TASK GOAL:
Your answer should be the lines below from the one with "Some((key, value)) =>" to the one with "fn read(&self) ->", both included, given again exactly and with nothing added.

[[ DATA EXTRACT, beginning ]]

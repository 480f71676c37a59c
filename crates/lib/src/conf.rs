//! Accessor for simulation configuration files.
//!
//! The simulation tool's full dictionary grammar is handled by external
//! tooling; the orchestrator itself only needs to read and rewrite simple
//! `key value;` entries when a build step patches a case file. Lines it does
//! not understand are preserved verbatim.

use std::collections::BTreeMap;
use std::fs;
use std::io;
use std::path::{Path, PathBuf};

use serde_json::Value;
use thiserror::Error;

#[derive(Debug, Error)]
pub enum ConfError {
  #[error("failed to read config {path}: {source}")]
  Read {
    path: PathBuf,
    #[source]
    source: io::Error,
  },

  #[error("failed to write config {path}: {source}")]
  Write {
    path: PathBuf,
    #[source]
    source: io::Error,
  },
}

/// Handle on one named configuration file.
#[derive(Debug, Clone)]
pub struct ConfigHandle {
  path: PathBuf,
}

impl ConfigHandle {
  pub fn new(path: impl Into<PathBuf>) -> Self {
    Self { path: path.into() }
  }

  pub fn path(&self) -> &Path {
    &self.path
  }

  /// Look up the value of a `key value;` entry. Returns the first match.
  pub fn get(&self, key: &str) -> Result<Option<String>, ConfError> {
    let content = self.read()?;
    for line in content.lines() {
      let trimmed = line.trim();
      if starts_with_separator(trimmed, key) {
        let rest = trimmed[key.len()..].trim();
        return Ok(Some(rest.trim_end_matches(';').trim().to_string()));
      }
    }
    Ok(None)
  }

  /// Set every key in the mapping, replacing existing entries in place and
  /// appending missing ones. Unknown lines are preserved.
  pub fn set(&self, mapping: &BTreeMap<String, Value>) -> Result<(), ConfError> {
    let content = match fs::read_to_string(&self.path) {
      Ok(content) => content,
      Err(e) if e.kind() == io::ErrorKind::NotFound => String::new(),
      Err(e) => {
        return Err(ConfError::Read {
          path: self.path.clone(),
          source: e,
        });
      }
    };

    let mut remaining: BTreeMap<&str, &Value> = mapping.iter().map(|(k, v)| (k.as_str(), v)).collect();
    let mut lines: Vec<String> = Vec::new();

    for line in content.lines() {
      let trimmed = line.trim();
      let replaced = remaining
        .keys()
        .copied()
        .find(|key| starts_with_separator(trimmed, key))
        .map(|key| key.to_string());

      match replaced.and_then(|key| remaining.remove(key.as_str()).map(|v| (key, v))) {
        Some((key, value)) => lines.push(render_entry(&key, value)),
        None => lines.push(line.to_string()),
      }
    }

    for (key, value) in remaining {
      lines.push(render_entry(key, value));
    }

    let mut output = lines.join("\n");
    output.push('\n');
    fs::write(&self.path, output).map_err(|e| ConfError::Write {
      path: self.path.clone(),
      source: e,
    })
  }

  fn read(&self) -> Result<String, ConfError> {
    fs::read_to_string(&self.path).map_err(|e| ConfError::Read {
      path: self.path.clone(),
      source: e,
    })
  }
}

/// True when the line starts with `key` followed by whitespace.
fn starts_with_separator(line: &str, key: &str) -> bool {
  line
    .strip_prefix(key)
    .is_some_and(|rest| rest.starts_with(char::is_whitespace))
}

fn render_entry(key: &str, value: &Value) -> String {
  format!("{key}    {};", render_value(value))
}

/// Render a JSON value the way dictionary files expect: strings bare,
/// everything else in JSON form.
fn render_value(value: &Value) -> String {
  match value {
    Value::String(s) => s.clone(),
    other => other.to_string(),
  }
}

[[ DATA EXTRACT, end ]]

RESPONSE TO THE TASK:
        Some((key, value)) => lines.push(render_entry(&key, value)),
        None => lines.push(line.to_string()),
      }
    }

    for (key, value) in remaining {
      lines.push(render_entry(key, value));
    }

    let mut output = lines.join("\n");
    output.push('\n');
    fs::write(&self.path, output).map_err(|e| ConfError::Write {
      path: self.path.clone(),
      source: e,
    })
  }

  fn read(&self) -> Result<String, ConfError> {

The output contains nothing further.